Il faut aussi garder une logique de priorité. Si un dossier menace votre sécurité, votre logement, votre emploi ou votre liberté, traitez d’abord la mesure conservatoire, puis le fond du litige. À l’inverse, si l’enjeu est plus documentaire ou financier, prenez le temps de structurer la preuve avant de lancer une démarche formelle. Une plainte, une requête ou un recours mal préparé peut compliquer la suite.

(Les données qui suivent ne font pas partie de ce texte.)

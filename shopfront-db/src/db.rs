//! Database Connection Pool Module
//!
//! PostgreSQL connection pooling with deadpool-postgres, schema bootstrap,
//! and the row decoders shared by the per-family providers.

use deadpool_postgres::{Object, Pool};
use shopfront_core::{
    Address, Category, MediaId, MediaItem, ProductId, ProductRow, ProductType, ProductTypeId,
    ShopResult, Subcategory, UserId, UserProfile, VariantId, VariantRow,
};
use std::collections::{BTreeMap, HashMap};
use tokio_postgres::Row;
use tracing::info;
use uuid::Uuid;

use crate::config::DbConfig;
use crate::error::{DbError, DbResult};

const SCHEMA: &str = include_str!("schema.sql");

// ============================================================================
// DATABASE CLIENT WRAPPER
// ============================================================================

/// Relational provider over a PostgreSQL connection pool.
///
/// Implements every `RowSource`, `RowWriter` and `RowUpdater` the cache
/// families need, plus `AddressBook`.
#[derive(Clone)]
pub struct DbClient {
    pool: Pool,
}

impl DbClient {
    /// Create a new database client with the given pool.
    pub fn new(pool: Pool) -> Self {
        Self { pool }
    }

    /// Create a new database client from configuration without connecting.
    pub fn from_config(config: &DbConfig) -> ShopResult<Self> {
        config.validate()?;
        let pool = config.create_pool()?;
        Ok(Self::new(pool))
    }

    /// Create a client and verify the database answers.
    pub async fn connect(config: &DbConfig) -> ShopResult<Self> {
        let client = Self::from_config(config)?;
        let conn = client.get_conn().await?;
        conn.simple_query("SELECT 1").await.map_err(DbError::from)?;
        info!(host = %config.host, dbname = %config.dbname, "Connected to PostgreSQL");
        Ok(client)
    }

    /// Close the pool. Checked-out connections are dropped on return.
    pub fn close(&self) {
        self.pool.close();
        info!("PostgreSQL pool closed");
    }

    pub fn is_closed(&self) -> bool {
        self.pool.is_closed()
    }

    /// Get the current pool size for observability.
    pub fn pool_size(&self) -> usize {
        self.pool.status().size
    }

    /// Get a connection from the pool.
    pub(crate) async fn get_conn(&self) -> DbResult<Object> {
        Ok(self.pool.get().await?)
    }

    /// Create every table and index that does not exist yet.
    pub async fn migrate(&self) -> ShopResult<()> {
        let conn = self.get_conn().await?;
        conn.batch_execute(SCHEMA).await.map_err(DbError::from)?;
        info!("Schema is up to date");
        Ok(())
    }

    pub(crate) async fn count_where(
        &self,
        sql: &str,
        params: &[&(dyn tokio_postgres::types::ToSql + Sync)],
    ) -> DbResult<u64> {
        let conn = self.get_conn().await?;
        let row = conn.query_one(sql, params).await?;
        let count: i64 = row.get(0);
        Ok(u64::try_from(count).unwrap_or(0))
    }
}

// ============================================================================
// ROW DECODERS
// ============================================================================

// Column lists, spliced into queries with `concat!`.
macro_rules! category_columns {
    () => {
        "id, name, slug, description, created_at, updated_at"
    };
}
macro_rules! subcategory_columns {
    () => {
        "id, category_id, name, slug, created_at, updated_at"
    };
}
macro_rules! product_type_columns {
    () => {
        "id, subcategory_id, name, slug, created_at, updated_at"
    };
}
macro_rules! media_columns {
    () => {
        "id, url, alt, mime_type, created_at"
    };
}
macro_rules! user_columns {
    () => {
        "id, email, name, image, created_at, updated_at"
    };
}
macro_rules! address_columns {
    () => {
        "id, user_id, full_name, line1, line2, city, region, postal_code, country, phone, \
         is_primary, created_at, updated_at"
    };
}
macro_rules! product_columns {
    () => {
        "id, product_type_id, title, slug, description, price_cents, currency, media_ids, \
         is_published, created_at, updated_at"
    };
}
macro_rules! variant_columns {
    () => {
        "id, product_id, sku, options, price_cents, stock, image_id"
    };
}

pub(crate) fn category_from_row(row: &Row) -> Category {
    Category {
        id: row.get::<_, Uuid>("id").into(),
        name: row.get("name"),
        slug: row.get("slug"),
        description: row.get("description"),
        created_at: row.get("created_at"),
        updated_at: row.get("updated_at"),
    }
}

pub(crate) fn subcategory_from_row(row: &Row) -> Subcategory {
    Subcategory {
        id: row.get::<_, Uuid>("id").into(),
        category_id: row.get::<_, Uuid>("category_id").into(),
        name: row.get("name"),
        slug: row.get("slug"),
        created_at: row.get("created_at"),
        updated_at: row.get("updated_at"),
    }
}

pub(crate) fn product_type_from_row(row: &Row) -> ProductType {
    ProductType {
        id: row.get::<_, Uuid>("id").into(),
        subcategory_id: row.get::<_, Uuid>("subcategory_id").into(),
        name: row.get("name"),
        slug: row.get("slug"),
        created_at: row.get("created_at"),
        updated_at: row.get("updated_at"),
    }
}

pub(crate) fn media_from_row(row: &Row) -> MediaItem {
    MediaItem {
        id: MediaId::new(row.get::<_, String>("id")),
        url: row.get("url"),
        alt: row.get("alt"),
        mime_type: row.get("mime_type"),
        created_at: row.get("created_at"),
    }
}

pub(crate) fn user_from_row(row: &Row) -> UserProfile {
    UserProfile {
        id: UserId::new(row.get::<_, String>("id")),
        email: row.get("email"),
        name: row.get("name"),
        image: row.get("image"),
        created_at: row.get("created_at"),
        updated_at: row.get("updated_at"),
    }
}

pub(crate) fn address_from_row(row: &Row) -> Address {
    Address {
        id: row.get::<_, Uuid>("id").into(),
        user_id: UserId::new(row.get::<_, String>("user_id")),
        full_name: row.get("full_name"),
        line1: row.get("line1"),
        line2: row.get("line2"),
        city: row.get("city"),
        region: row.get("region"),
        postal_code: row.get("postal_code"),
        country: row.get("country"),
        phone: row.get("phone"),
        is_primary: row.get("is_primary"),
        created_at: row.get("created_at"),
        updated_at: row.get("updated_at"),
    }
}

fn product_from_row(row: &Row) -> ProductRow {
    ProductRow {
        id: row.get::<_, Uuid>("id").into(),
        product_type_id: row
            .get::<_, Option<Uuid>>("product_type_id")
            .map(ProductTypeId::from),
        title: row.get("title"),
        slug: row.get("slug"),
        description: row.get("description"),
        price_cents: row.get("price_cents"),
        currency: row.get("currency"),
        media_ids: row
            .get::<_, Vec<String>>("media_ids")
            .into_iter()
            .map(MediaId::from)
            .collect(),
        is_published: row.get("is_published"),
        variants: Vec::new(),
        created_at: row.get("created_at"),
        updated_at: row.get("updated_at"),
    }
}

fn variant_from_row(row: &Row) -> DbResult<VariantRow> {
    let options: BTreeMap<String, String> =
        serde_json::from_value(row.get::<_, serde_json::Value>("options"))?;
    Ok(VariantRow {
        id: row.get::<_, Uuid>("id").into(),
        product_id: row.get::<_, Uuid>("product_id").into(),
        sku: row.get("sku"),
        options,
        price_cents: row.get("price_cents"),
        stock: row.get("stock"),
        image_id: row.get::<_, Option<String>>("image_id").map(MediaId::from),
    })
}

// ============================================================================
// PRODUCT JOINS
// ============================================================================

/// Load products with their variants in two queries.
pub(crate) async fn load_products(
    conn: &tokio_postgres::Client,
    ids: &[ProductId],
) -> DbResult<HashMap<ProductId, ProductRow>> {
    if ids.is_empty() {
        return Ok(HashMap::new());
    }
    let uuids: Vec<Uuid> = ids.iter().map(|id| id.0).collect();

    let rows = conn
        .query(
            concat!("SELECT ", product_columns!(), " FROM products WHERE id = ANY($1)"),
            &[&uuids],
        )
        .await?;
    let mut products: HashMap<ProductId, ProductRow> = rows
        .iter()
        .map(product_from_row)
        .map(|p| (p.id, p))
        .collect();

    let variants = conn
        .query(
            concat!(
                "SELECT ",
                variant_columns!(),
                " FROM variants WHERE product_id = ANY($1) ORDER BY product_id, position"
            ),
            &[&uuids],
        )
        .await?;
    for row in &variants {
        let variant = variant_from_row(row)?;
        if let Some(product) = products.get_mut(&variant.product_id) {
            product.variants.push(variant);
        }
    }
    Ok(products)
}

pub(crate) fn variant_id_param(id: Option<VariantId>) -> Option<Uuid> {
    id.map(|v| v.0)
}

Pour prolonger la lecture, vous pouvez consulter l’organisation de la justice en France, le dépôt de plainte en ligne et les droits en garde à vue. Ces repères servent de base commune à la plupart des situations abordées sur ce site.

Foire aux questions

Vos questions, nos réponses

Q.01 Puis-je donner congé à mon locataire à n'importe quel moment ?
Non. Le congé ne peut prendre effet qu'à la date d'échéance du bail (tous les 3 ans pour une location vide, chaque année pour un meublé). Vous devez respecter un préavis de 6 mois en vide et 3 mois en meublé avant cette échéance.
Q.02 Qui peut être le bénéficiaire de la reprise ?
Le propriétaire lui-même, son conjoint, son partenaire de PACS, son concubin notoire depuis au moins un an, ses ascendants ou ses descendants (ainsi que ceux de son conjoint/partenaire).
Q.03 Peut-on donner congé pour reprise pour une résidence secondaire ?
Non. La loi est claire : la reprise doit être faite pour constituer la résidence principale du bénéficiaire. Une reprise pour en faire un pied-à-terre ou une location saisonnière est considérée comme frauduleuse.
Q.04 Comment protéger un locataire âgé ?
Si le locataire a plus de 65 ans et des ressources modestes (inférieures aux plafonds PLI), vous ne pouvez lui donner congé sans lui proposer une solution de relogement correspondant à ses besoins, sauf si vous-même avez plus de 65 ans ou des ressources modestes.
Q.05 Quels sont les risques en cas de congé frauduleux ?
Le propriétaire s'expose à une amende administrative pouvant aller jusqu'à 6 000 € pour une personne physique, sans compter les dommages et intérêts qu'il devra verser au locataire évincé.